The George Ernest Morrison Lecture series was founded in 1932 by Chinese residents in Australia. It was, in their words, 'to honour for all time the great Australian who rendered valuable service to China.' It is easy to forget now that the lecture series not only commemorated Morrison—well known for his work on China and, among other things, for his acute observations on Japan's imperial ambitions in that country—but also that they were related to Chinese-Australian resistance to White Australia, reflecting also the alarm and outrage resulting from Japanese attacks on China in 1931. It was also hoped that the lectures would contribute to the cultural relations and understanding between the two countries at a time of heightened international tension and suspicion. The early success of the foundation was due in particular to the efforts of William J Liu (1893-1983) a politically active Sydney businessman, former managing director of Australia-China Mail Steamship Line (1917-24) and vice-president of the Chinese Chamber of Commerce in New South Wales, and William Ah Ket (1876-1936) a Melbourne barrister known for his public resistance to Australian racism, leaders, respectively, of the Chinese communities in those cities, assisted by a number of interested Australians. The Chinese Consul-General, W.P. Chen, who gave the inaugural as well as the fourth lectures, also provided timely assistance to this pioneering enterprise. Later, following the establishment of diplomatic relations with the People's Republic of China, the Chinese Ambassador in Canberra would also lend support.

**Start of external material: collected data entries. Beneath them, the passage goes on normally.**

impl Terminal {
    /// Create a terminal with the default configuration
    pub fn new(cols: usize, rows: usize) -> Result<Self> {
        Self::with_config(cols, rows, &TerminalConfig::default())
    }

    pub fn with_config(cols: usize, rows: usize, config: &TerminalConfig) -> Result<Self> {
        check_dimensions(cols, rows)?;
        config.validate()?;
        let screen = Screen::try_new(
            Dimensions::new(cols, rows),
            config.scrollback_limit,
            config.palette(),
        )?;
        Ok(Self {
            screen,
            parser: Parser::new(),
        })
    }

    /// Feed bytes from the application; partial sequences carry over
    pub fn write(&mut self, bytes: &[u8]) {
        let screen = &mut self.screen;
        self.parser.parse(bytes, |action| dispatch(screen, action));
    }

    /// Resize; on error the terminal is unchanged
    pub fn resize(&mut self, cols: usize, rows: usize) -> Result<()> {
        check_dimensions(cols, rows)?;
        self.screen.resize(Dimensions::new(cols, rows))?;
        Ok(())
    }

    pub fn cols(&self) -> usize {
        self.screen.cols()
    }

    pub fn rows(&self) -> usize {
        self.screen.rows()
    }

    pub fn dimensions(&self) -> Dimensions {
        self.screen.dimensions()
    }

    pub fn cursor_x(&self) -> usize {
        self.screen.cursor().col
    }

    pub fn cursor_y(&self) -> usize {
        self.screen.cursor().row
    }

    pub fn cursor_visible(&self) -> bool {
        self.screen.modes().cursor_visible
    }

    /// Exactly `cols` resolved cells of visible row `y`
    pub fn line(&self, y: usize) -> Result<Vec<CellData>> {
        let line = self.visible_line(y)?;
        Ok(self.export(line).collect())
    }

    /// Fill `out` with visible row `y`; returns the number of cells written
    pub fn line_into(&self, y: usize, out: &mut [CellData]) -> Result<usize> {
        let line = self.visible_line(y)?;
        let cols = self.cols();
        if out.len() < cols {
            return Err(Error::BufferTooSmall {
                needed: cols,
                got: out.len(),
            });
        }
        for (slot, data) in out.iter_mut().zip(self.export(line)) {
            *slot = data;
        }
        Ok(cols)
    }

    /// Text of visible row `y`, trailing blanks trimmed
    pub fn line_text(&self, y: usize) -> Result<String> {
        Ok(self.visible_line(y)?.text())
    }

    pub fn scrollback_len(&self) -> usize {
        self.screen.scrollback().len()
    }

    /// Historical row `index` (0 = oldest), padded or cut to `cols` cells
    pub fn scrollback_line(&self, index: usize) -> Result<Vec<CellData>> {
        let scrollback = self.screen.scrollback();
        let line = scrollback
            .get(index)
            .ok_or(Error::ScrollbackOutOfRange {
                index,
                len: scrollback.len(),
            })?;
        let blank = CellData::blank(self.palette(), self.reverse_video());
        let mut cells: Vec<CellData> = self.export(line).take(self.cols()).collect();
        cells.resize(self.cols(), blank);
        Ok(cells)
    }

    /// Whether any row changed since the last [`clear_dirty`](Self::clear_dirty)
    pub fn is_dirty(&self) -> bool {
        self.screen.is_dirty()
    }

    pub fn is_row_dirty(&self, y: usize) -> Result<bool> {
        self.check_row(y)?;
        Ok(self.screen.is_row_dirty(y))
    }

    pub fn clear_dirty(&mut self) {
        self.screen.clear_dirty();
    }

    pub fn title(&self) -> &str {
        self.screen.title()
    }

    pub fn icon_name(&self) -> &str {
        self.screen.icon_name()
    }

    pub fn is_alternate_screen(&self) -> bool {
        self.screen.is_alternate_screen()
    }

    pub fn modes(&self) -> &Modes {
        self.screen.modes()
    }

    pub fn palette(&self) -> &Palette {
        self.screen.palette()
    }

    pub fn screen(&self) -> &Screen {
        &self.screen
    }

    pub fn snapshot(&self, include_scrollback: bool) -> Snapshot {
        self.screen.snapshot(include_scrollback)
    }

    fn reverse_video(&self) -> bool {
        self.screen.modes().reverse_video
    }

    fn check_row(&self, y: usize) -> Result<()> {
        let rows = self.rows();
        if y >= rows {
            return Err(Error::RowOutOfRange { row: y, rows });
        }
        Ok(())
    }

    fn visible_line(&self, y: usize) -> Result<&Line> {
        self.check_row(y)?;
        Ok(self.screen.line(y))
    }

    fn export<'a>(&'a self, line: &'a Line) -> impl Iterator<Item = CellData> + 'a {
        let palette = self.palette();
        let reverse = self.reverse_video();
        line.iter()
            .map(move |cell| CellData::from_cell(cell, palette, reverse))
    }
}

From its inception, the Lecture series was associated with the Institute of Anatomy in Canberra where, of the first ten lectures, all but one were delivered in May each year. This annual event was interrupted by the outbreak of the Pacific War in 1942, and the Morrison Lecture Series might never have been heard of again but for two fortuitous happenings: the founding of the Institute of Advanced Studies, the newly-conceived academic institution that provided substance to the new Australian National University, and the advent of Sir Douglas Berry Copland. This New Zealand-born economist-guru, academic and civil servant, upon completing his assignment as Australia's first post-War Ambassador to China, was called upon to assume the foundation Vice-Chancellorship of the new institution. Whether he had anything to do with the currency of a jocular description of the new institution as the 'Australian Institute of Advanced Studies of New Zealand', he was certainly responsible for reviving the Morrison Lecture. The first address he gave, in 1948, marked the re-foundation of this series of lectures, sponsored henceforth by the ANU. Mindful of the unprecedented changes and turmoil which he had personally witnessed taking place in China, Copland persuaded C P Fitzgerald of the British Council, whom he had met in Peking, to come to Canberra to join the new university, entrusting him with an investigatory tour of universities and centres in Asia, Europe and America where teaching and research on China and East Asia was being undertaken. This resulted in the creation of the Department of Far Eastern History within the Institute's Research School of Pacific Studies.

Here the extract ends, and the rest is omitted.